RECORDS FOR THIS EXERCISE.
════
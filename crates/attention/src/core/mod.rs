//! Core types shared across the orchestration layer and compute backends.
//!
//! Backends operate on tensors with layout `[batch, n_heads, seq_len, head_dim]`
//! and accumulate in `f32` regardless of the incoming dtype.

pub mod config;
pub mod errors;
pub mod kernel;

pub use config::{AttentionConfig, KernelToggles, OperatorConfig, QkOutputMode};
pub use errors::AttentionError;
pub use kernel::{AttentionKernel, AttentionProblem, DeviceKind, KernelOutput, ProblemDims};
════
WHAT TO WORK ON. What you give back should be exactly the lines from the one with "pub mod config;" through the final line of the listing, and no others.

ANSWER.
pub mod config;
pub mod errors;
pub mod kernel;

pub use config::{AttentionConfig, KernelToggles, OperatorConfig, QkOutputMode};
pub use errors::AttentionError;
pub use kernel::{AttentionKernel, AttentionProblem, DeviceKind, KernelOutput, ProblemDims};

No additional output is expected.